Le Verbe. À peine avais-je prononcé les mots qu’une onde frappa l’air, une vibration subtile mais puissante, comme si le monde avait cligné des yeux. La poudre au sol se mit à vibrer. Une volute lumineuse s’éleva, tourbillonna dans l’air, puis explosa en une nuée de lucioles bleues qui dansèrent autour de nous avant de se dissiper dans le vent.

Tiron recula, bouche bée.

— Par tous les dieux… Tu as… tu viens de l’activer ! Tu sais ce que tu as dit ? Ce mot, là, le dernier…

Je secouai la tête. J’avais parlé sans penser, laissant les mots venir à moi.

— Qu’est-ce que cela veut dire ? demandai-je.

Tiron resta silencieux un instant, les yeux rivés sur le sol où la poudre avait disparu.

— Ce sont des mots anciens.

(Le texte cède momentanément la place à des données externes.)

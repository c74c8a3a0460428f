//! Core data models for the roster assignment engine.
//!
//! This module contains all the domain models used throughout the engine.

mod date_range;
mod event;
mod person;
mod schedule;

pub use date_range::DateRange;
pub use event::CalendarEvent;
pub use person::Person;
pub use schedule::{Assignment, Schedule};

Interdits. On les appelle les liants élémentaires. Les marchands d’Osgarde paieraient une fortune pour un seul de ces vocables. Il y a des années, un mage de la cour l’a prononcé… une forêt entière s’est figée dans le silence. Tu… tu ne devrais pas les connaître.

Je n’osai rien dire. Mais au fond de moi, je savais. Ces mots ne venaient pas de ma mémoire… mais de quelque chose plus ancien encore, inscrit dans ma chair.

Nous parlâmes peu le reste de la soirée. Le marchand me regardait différemment, avec un mélange de respect et de crainte.

Le lendemain matin, il me tendit une petite carte roulée, marquée à l’encre rouge.

— Prends-la. Ce que tu cherches… si c’est là-bas, tu en auras besoin. Mais prends garde à ce que tu réveilles, garçon. Il y a des mots qu’on ne peut pas reprendre une fois dits.

Je le remerciai, et repris la route, la carte serrée dans ma main, le regard tourné vers l’horizon.

Il me restait encore une longue marche jusqu’à Vernissel.

Mais désormais, je savais où chercher.

Et je savais aussi que le Verbe, même murmuré, n’était jamais sans conséquence.